We do have a fiscal sustainability issue, a positive fiscal gap, at the provincial and territorial levels of government. The size of the gap at the provincial level was exacerbated by the federal policy change to the escalator for the Canada health transfer.
You may wish to recommend in your pre-budget consultations report that the Government of Canada prepare annual sustainability reports, like other OECD countries, and that the analysis be done to reflect all levels of government.
Health care is a major pressure on fiscal sustainability in Canada. Do we want a one-taxpayer approach to fiscal management? Do we want a national approach to health care cost management? If we do, the committee may wish to recommend a national dialogue on health care policy and finance involving all stakeholders. You may wish to consider options to reform federal transfers to provinces.
On balanced budget legislation, the federal government is largely on track to balance its budget in 2015. The current growth is sluggish due to a number of factors, including fiscal austerity, as Mr. Macdonald mentioned.
The committee may wish to recommend that the federal government provide five-year spending plans by department and agency outlining areas of spending reduction and changes to service levels. Spending restraint plans that generate fiscal and service-level risk create spending pressures into the future.
Balanced budget legislation, as highlighted in the Speech from the Throne, could provide a strong fiscal signal that the government is managing within a fiscal target.
The experience in developed countries, as Professor Godbout has noted, particularly in the European Union, highlights the additional demand for analysis to mitigate the negative impacts of counter-cyclical fiscal policy. This includes the calculation of output gaps, cyclically adjusted budget balances, the need for corrective enforcement type mechanisms, and stronger roles for independent fiscal institutions like PBO on assessment of achieving targets.
The committee may wish to undertake analysis of varying experiences with fiscal rules, targets, and balanced budget legislation and make suggestions on the necessary analytical requirements so that any balanced budget legislation is based on best practices, as highlighted by Professor Godbout.

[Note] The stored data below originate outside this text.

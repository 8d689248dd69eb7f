//! Eating event model and operations.
//!
//! An eat entry references exactly one food row. Creating an entry resolves
//! the food by name first, inside the same session, so a new food and its
//! first eat entry land in one transaction.

use crate::core::food;
use crate::db::schema::EatRow;
use crate::db::{format_time, now, Session, TIMESTAMP_FORMAT};
use crate::error::{Error, Result};
use chrono::NaiveDateTime;
use serde::{Deserialize, Serialize};

/// An eating event with its resolved food name.
#[derive(Debug, Clone, Serialize, Deserialize)]
pub struct Eat {
    pub eid: i64,
    pub fid: i64,
    pub food: String,
    pub amount: Option<String>,
    pub location: Option<String>,
    pub deleted: bool,
    pub created_at: String,
    pub modified_at: String,
}

impl Eat {
    fn from_row(row: EatRow, food: String) -> Self {
        Self {
            eid: row.eid,
            fid: row.fid,
            food,
            amount: row.amount,
            location: row.location,
            deleted: row.deleted,
            created_at: row.created_at,
            modified_at: row.modified_at,
        }
    }

    /// Parse the stored creation timestamp.
    pub fn created_time(&self) -> Result<NaiveDateTime> {
        NaiveDateTime::parse_from_str(&self.created_at, TIMESTAMP_FORMAT)
            .map_err(|_| Error::InvalidTimestamp(self.created_at.clone()))
    }
}

/// Record an eating event.
///
/// Resolves (or creates) the food row for `food_name` in the same session.
/// Time defaults to now, whole-second.
pub fn record(
    sess: &Session,
    food_name: &str,
    amount: Option<&str>,
    location: Option<&str>,
    time: Option<NaiveDateTime>,
) -> Result<Eat> {
    let food = food::find_or_create(sess, food_name)?;

    let ts = match time {
        Some(t) => format_time(t),
        None => now(),
    };

    sess.execute(
        "INSERT INTO eat (fid, amount, location, created_at, modified_at)
         VALUES (?, ?, ?, ?, ?)",
        &[
            &food.fid as &dyn rusqlite::ToSql,
            &amount as &dyn rusqlite::ToSql,
            &location as &dyn rusqlite::ToSql,
            &ts as &dyn rusqlite::ToSql,
            &ts as &dyn rusqlite::ToSql,
        ],
    )?;

    get(sess, sess.last_insert_rowid())
}

/// Get an eat entry by id. Soft-deleted entries are still reachable here.
pub fn get(sess: &Session, eid: i64) -> Result<Eat> {
    let row = sess.query_opt(
        "SELECT * FROM eat WHERE eid = ?",
        &[&eid as &dyn rusqlite::ToSql],
        EatRow::from_row,
    )?;
    let row = row.ok_or(Error::EatNotFound(eid))?;
    let food = food::get(sess, row.fid)?;
    Ok(Eat::from_row(row, food.name))
}

/// List eating events, oldest first. Soft-deleted entries are excluded.
pub fn list(sess: &Session) -> Result<Vec<Eat>> {
    let rows = sess.query(
        "SELECT eat.*, food.name AS food_name
         FROM eat JOIN food ON food.fid = eat.fid
         WHERE eat.deleted = 0
         ORDER BY eat.created_at, eat.eid",
        &[],
        |row| {
            let name: String = row.get("food_name")?;
            Ok((EatRow::from_row(row)?, name))
        },
    )?;
    Ok(rows
        .into_iter()
        .map(|(row, name)| Eat::from_row(row, name))
        .collect())
}

/// Soft-delete an eat entry and refresh its modified timestamp.
pub fn mark_deleted(sess: &Session, eid: i64) -> Result<()> {
    let changed = sess.execute(
        "UPDATE eat SET deleted = 1, modified_at = ? WHERE eid = ?",
        &[&now() as &dyn rusqlite::ToSql, &eid as &dyn rusqlite::ToSql],
    )?;
    if changed == 0 {
        return Err(Error::EatNotFound(eid));
    }
    Ok(())
}
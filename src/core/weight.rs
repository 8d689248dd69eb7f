//! Weight measurement model and operations.

use crate::db::schema::WeightRow;
use crate::db::{format_time, now, Session, TIMESTAMP_FORMAT};
use crate::error::{Error, Result};
use chrono::NaiveDateTime;
use serde::{Deserialize, Serialize};

/// A weight measurement. Standalone, no relationships.
#[derive(Debug, Clone, Serialize, Deserialize)]
pub struct Weight {
    pub wid: i64,
    pub weight: f64,
    pub created_at: String,
    pub modified_at: String,
}

impl Weight {
    /// Convert a WeightRow to a Weight.
    pub fn from_row(row: WeightRow) -> Self {
        Self {
            wid: row.wid,
            weight: row.weight,
            created_at: row.created_at,
            modified_at: row.modified_at,
        }
    }

    /// Parse the stored creation timestamp.
    pub fn created_time(&self) -> Result<NaiveDateTime> {
        NaiveDateTime::parse_from_str(&self.created_at, TIMESTAMP_FORMAT)
            .map_err(|_| Error::InvalidTimestamp(self.created_at.clone()))
    }
}

/// Record a weight measurement. Time defaults to now, whole-second.
pub fn record(sess: &Session, value: f64, time: Option<NaiveDateTime>) -> Result<Weight> {
    let ts = match time {
        Some(t) => format_time(t),
        None => now(),
    };

    sess.execute(
        "INSERT INTO weight (weight, created_at, modified_at) VALUES (?, ?, ?)",
        &[
            &value as &dyn rusqlite::ToSql,
            &ts as &dyn rusqlite::ToSql,
            &ts as &dyn rusqlite::ToSql,
        ],
    )?;

    get(sess, sess.last_insert_rowid())
}

/// Get a weight measurement by id.
pub fn get(sess: &Session, wid: i64) -> Result<Weight> {
    let row = sess.query_row(
        "SELECT * FROM weight WHERE wid = ?",
        &[&wid as &dyn rusqlite::ToSql],
        WeightRow::from_row,
    )?;
    Ok(Weight::from_row(row))
}

/// List all weight measurements, oldest first.
pub fn list(sess: &Session) -> Result<Vec<Weight>> {
    let rows = sess.query(
        "SELECT * FROM weight ORDER BY created_at, wid",
        &[],
        WeightRow::from_row,
    )?;
    Ok(rows.into_iter().map(Weight::from_row).collect())
}

#[cfg(test)]
mod tests {
    use super::*;
    use crate::db::{Connection, Schema};

    fn setup_conn() -> Connection {
        let mut conn = Connection::open_in_memory().unwrap();
        Schema::init(&mut conn).unwrap();
        conn
    }

    #[test]
    fn test_record_weight() {
        let mut conn = setup_conn();
        let sess = conn.session().unwrap();

        let w = record(&sess, 72.5, None).unwrap();
        assert_eq!(w.wid, 1);
        assert_eq!(w.weight, 72.5);
        assert_eq!(w.created_at, w.modified_at);
    }

    #[test]
    fn test_record_weight_with_time() {
        let mut conn = setup_conn();
        let sess = conn.session().unwrap();

        let time = chrono::NaiveDate::from_ymd_opt(2018, 7, 31)
            .unwrap()
            .and_hms_opt(8, 30, 0)
            .unwrap();
        let w = record(&sess, 71.0, Some(time)).unwrap();
        assert_eq!(w.created_at, "2018-07-31T08:30:00");
        assert_eq!(w.created_time().unwrap(), time);
    }

    #[test]
    fn test_list_weights_oldest_first() {
        let mut conn = setup_conn();
        let sess = conn.session().unwrap();

        let t1 = chrono::NaiveDate::from_ymd_opt(2018, 7, 1)
            .unwrap()
            .and_hms_opt(7, 0, 0)
            .unwrap();
        let t2 = chrono::NaiveDate::from_ymd_opt(2018, 7, 2)
            .unwrap()
            .and_hms_opt(7, 0, 0)
            .unwrap();
        record(&sess, 73.0, Some(t2)).unwrap();
        record(&sess, 72.0, Some(t1)).unwrap();

        let weights = list(&sess).unwrap();
        assert_eq!(weights.len(), 2);
        assert_eq!(weights[0].weight, 72.0);
        assert_eq!(weights[1].weight, 73.0);
    }

    #[test]
    fn test_created_time_invalid() {
        let w = Weight {
            wid: 1,
            weight: 70.0,
            created_at: "not a timestamp".to_string(),
            modified_at: "not a timestamp".to_string(),
        };
        assert!(matches!(
            w.created_time(),
            Err(Error::InvalidTimestamp(_))
        ));
    }
}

On economic growth and productivity, Canada's productivity growth since 2000 has lagged that of the U.S. and is below OECD averages. Aging demographics will reduce our labour input, and the continuation of modest productivity growth suggests that Canada's potential long-term growth rate will decline significantly over the next few decades, from about the 2.5% range to the 1.5% range.

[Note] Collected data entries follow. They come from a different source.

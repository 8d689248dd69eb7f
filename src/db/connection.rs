//! Database connection and session management.

use crate::error::{Error, Result};
use rusqlite::{Connection as SqliteConnection, OptionalExtension, Transaction};
use std::path::{Path, PathBuf};

/// Storage format for timestamps. Whole seconds, no zone.
pub const TIMESTAMP_FORMAT: &str = "%Y-%m-%dT%H:%M:%S";

/// Current local time as a whole-second timestamp string.
pub fn now() -> String {
    chrono::Local::now().format(TIMESTAMP_FORMAT).to_string()
}

/// Format a caller-supplied time for storage, truncating subseconds.
pub fn format_time(time: chrono::NaiveDateTime) -> String {
    time.format(TIMESTAMP_FORMAT).to_string()
}

/// Path to the health tracker database file.
#[derive(Debug, Clone)]
pub struct DbPath {
    path: PathBuf,
}

impl DbPath {
    /// Default filename "ht.db" in the current directory.
    pub fn default_path() -> Self {
        Self {
            path: PathBuf::from("ht.db"),
        }
    }

    /// Create a DbPath from a string path.
    pub fn new<P: AsRef<Path>>(path: P) -> Self {
        Self {
            path: path.as_ref().to_path_buf(),
        }
    }

    /// Resolve the database path: explicit argument, then the HT_DB
    /// environment variable, then the default.
    pub fn resolve(explicit: Option<PathBuf>) -> Self {
        if let Some(path) = explicit {
            return Self { path };
        }
        match std::env::var_os("HT_DB") {
            Some(path) => Self {
                path: PathBuf::from(path),
            },
            None => Self::default_path(),
        }
    }

    /// Get the path as a reference.
    pub fn as_path(&self) -> &Path {
        &self.path
    }

    /// Check if the database file exists.
    pub fn exists(&self) -> bool {
        self.path.exists()
    }
}

impl Default for DbPath {
    fn default() -> Self {
        Self::default_path()
    }
}

/// Database connection wrapper.
pub struct Connection {
    conn: SqliteConnection,
}

impl Connection {
    /// Open a connection to the database at the given path.
    pub fn open<P: AsRef<Path>>(path: P) -> Result<Self> {
        let conn = SqliteConnection::open(path)?;
        // Enable foreign keys
        conn.execute("PRAGMA foreign_keys = ON", [])?;
        Ok(Self { conn })
    }

    /// Open a connection to the default ht.db file.
    pub fn open_default() -> Result<Self> {
        Self::open(DbPath::default_path().as_path())
    }

    /// Open an in-memory database for testing.
    pub fn open_in_memory() -> Result<Self> {
        let conn = SqliteConnection::open_in_memory()?;
        conn.execute("PRAGMA foreign_keys = ON", [])?;
        Ok(Self { conn })
    }

    /// Begin a session: a transaction that must be committed or rolled back.
    pub fn session(&mut self) -> Result<Session> {
        let tx = self.conn.transaction()?;
        Ok(Session { tx })
    }

    /// Execute a statement and return the number of rows affected.
    pub fn execute(&mut self, sql: &str, params: &[&dyn rusqlite::ToSql]) -> Result<usize> {
        self.conn.execute(sql, params).map_err(Error::from)
    }

    /// Prepare a statement for execution.
    pub fn prepare(&mut self, sql: &str) -> Result<rusqlite::Statement> {
        self.conn.prepare(sql).map_err(Error::from)
    }

    /// Query a single row.
    pub fn query_row<T, F>(&mut self, sql: &str, params: &[&dyn rusqlite::ToSql], f: F) -> Result<T>
    where
        F: FnOnce(&rusqlite::Row) -> rusqlite::Result<T>,
    {
        self.conn.query_row(sql, params, f).map_err(Error::from)
    }

    /// Check if a table exists.
    pub fn table_exists(&mut self, table_name: &str) -> Result<bool> {
        let exists = self.conn.query_row(
            "SELECT name FROM sqlite_master WHERE type='table' AND name=?",
            [table_name],
            |_| Ok(true),
        );
        match exists {
            Ok(true) => Ok(true),
            Err(rusqlite::Error::QueryReturnedNoRows) => Ok(false),
            Err(e) => Err(Error::from(e)),
            _ => Ok(false),
        }
    }
}

/// A unit of work: wraps one transaction.
///
/// Entity operations borrow a `Session` and never end it. The party that
/// opened the session (`Repository::with_session`, or a caller holding one
/// directly) owns the commit/rollback decision. Operations that create rows
/// in multiple tables at once share one session.
pub struct Session<'a> {
    tx: Transaction<'a>,
}

impl Session<'_> {
    /// Execute a statement and return the number of rows affected.
    pub fn execute(&self, sql: &str, params: &[&dyn rusqlite::ToSql]) -> Result<usize> {
        self.tx.execute(sql, params).map_err(Error::from)
    }

    /// Raw statement execution, exposing the rusqlite error for
    /// constraint classification.
    pub fn execute_raw(
        &self,
        sql: &str,
        params: &[&dyn rusqlite::ToSql],
    ) -> rusqlite::Result<usize> {
        self.tx.execute(sql, params)
    }

    /// Query a single row. Missing rows surface as a database error.
    pub fn query_row<T, F>(&self, sql: &str, params: &[&dyn rusqlite::ToSql], f: F) -> Result<T>
    where
        F: FnOnce(&rusqlite::Row) -> rusqlite::Result<T>,
    {
        self.tx.query_row(sql, params, f).map_err(Error::from)
    }

    /// Query zero or one row.
    pub fn query_opt<T, F>(
        &self,
        sql: &str,
        params: &[&dyn rusqlite::ToSql],
        f: F,
    ) -> Result<Option<T>>
    where
        F: FnOnce(&rusqlite::Row) -> rusqlite::Result<T>,
    {
        self.tx
            .query_row(sql, params, f)
            .optional()
            .map_err(Error::from)
    }

    /// Query multiple rows.
    pub fn query<T, F>(&self, sql: &str, params: &[&dyn rusqlite::ToSql], f: F) -> Result<Vec<T>>
    where
        F: FnMut(&rusqlite::Row) -> rusqlite::Result<T>,
    {
        let mut stmt = self.tx.prepare(sql)?;
        let rows = stmt
            .query_map(params, f)?
            .collect::<std::result::Result<Vec<_>, _>>()?;
        Ok(rows)
    }

    /// Id of the most recently inserted row. Populated inside an open
    /// transaction, so no commit is needed before referencing it.
    pub fn last_insert_rowid(&self) -> i64 {
        self.tx.last_insert_rowid()
    }

    /// Commit the session.
    pub fn commit(self) -> Result<()> {
        self.tx.commit().map_err(Error::from)
    }

    /// Roll the session back.
    pub fn rollback(self) -> Result<()> {
        self.tx.rollback().map_err(Error::from)
    }
}

#[cfg(test)]
mod tests {
    use super::*;
    use crate::db::schema::Schema;

    #[test]
    fn test_db_path_default() {
        let path = DbPath::default_path();
        assert_eq!(path.as_path(), Path::new("ht.db"));
    }

    #[test]
    fn test_db_path_new() {
        let path = DbPath::new("custom.db");
        assert_eq!(path.as_path(), Path::new("custom.db"));
    }

    #[test]
    fn test_db_path_resolve_explicit() {
        let path = DbPath::resolve(Some(PathBuf::from("other.db")));
        assert_eq!(path.as_path(), Path::new("other.db"));
    }

    #[test]
    fn test_db_path_exists() {
        let path = DbPath::new("nonexistent.db");
        assert!(!path.exists());

        let temp = tempfile::NamedTempFile::new().unwrap();
        let existing = DbPath::new(temp.path());
        assert!(existing.exists());
    }

    #[test]
    fn test_now_is_whole_second() {
        let ts = now();
        // 2026-08-30T12:34:56
        assert_eq!(ts.len(), 19);
        assert!(!ts.contains('.'));
    }

    #[test]
    fn test_format_time_truncates_subseconds() {
        let time = chrono::NaiveDate::from_ymd_opt(2018, 7, 31)
            .unwrap()
            .and_hms_milli_opt(8, 30, 15, 250)
            .unwrap();
        assert_eq!(format_time(time), "2018-07-31T08:30:15");
    }

    #[test]
    fn test_connection_open_in_memory() {
        let mut conn = Connection::open_in_memory().unwrap();
        Schema::init(&mut conn).unwrap();
        assert!(conn.table_exists("food").unwrap());
    }

    #[test]
    fn test_session_commit() {
        let mut conn = Connection::open_in_memory().unwrap();
        Schema::init(&mut conn).unwrap();

        {
            let sess = conn.session().unwrap();
            sess.execute(
                "INSERT INTO food (name) VALUES (?)",
                &[&"apple" as &dyn rusqlite::ToSql],
            )
            .unwrap();
            sess.commit().unwrap();
        }

        let count: i64 = conn
            .query_row("SELECT COUNT(*) FROM food", &[], |r| r.get(0))
            .unwrap();
        assert_eq!(count, 1);
    }

    #[test]
    fn test_session_rollback() {
        let mut conn = Connection::open_in_memory().unwrap();
        Schema::init(&mut conn).unwrap();

        {
            let sess = conn.session().unwrap();
            sess.execute(
                "INSERT INTO food (name) VALUES (?)",
                &[&"apple" as &dyn rusqlite::ToSql],
            )
            .unwrap();
            sess.rollback().unwrap();
        }

        let count: i64 = conn
            .query_row("SELECT COUNT(*) FROM food", &[], |r| r.get(0))
            .unwrap();
        assert_eq!(count, 0);
    }

    #[test]
    fn test_session_drop_rolls_back() {
        let mut conn = Connection::open_in_memory().unwrap();
        Schema::init(&mut conn).unwrap();

        {
            let sess = conn.session().unwrap();
            sess.execute(
                "INSERT INTO food (name) VALUES (?)",
                &[&"apple" as &dyn rusqlite::ToSql],
            )
            .unwrap();
            // Dropped without commit
        }

        let count: i64 = conn
            .query_row("SELECT COUNT(*) FROM food", &[], |r| r.get(0))
            .unwrap();
        assert_eq!(count, 0);
    }

    #[test]
    fn test_last_insert_rowid_inside_open_session() {
        let mut conn = Connection::open_in_memory().unwrap();
        Schema::init(&mut conn).unwrap();

        let sess = conn.session().unwrap();
        sess.execute(
            "INSERT INTO food (name) VALUES (?)",
            &[&"apple" as &dyn rusqlite::ToSql],
        )
        .unwrap();
        assert_eq!(sess.last_insert_rowid(), 1);
    }
}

The causes for Canada's weak productivity growth and impacts of a declining potential growth rate warrants significant analysis and debate. This committee may wish to consider undertaking or commissioning a research project involving experts and stakeholders from different domains and reporting back after an appropriate period of time to strengthen debate and decision-making for the 2015 budget. On productivity, this research planning could examine all the principal drivers of productivity growth where analysis has suggested we have fallen behind or could do much better. Innovation, investment, human capital, and micro-economics frame our policies.
Thank you.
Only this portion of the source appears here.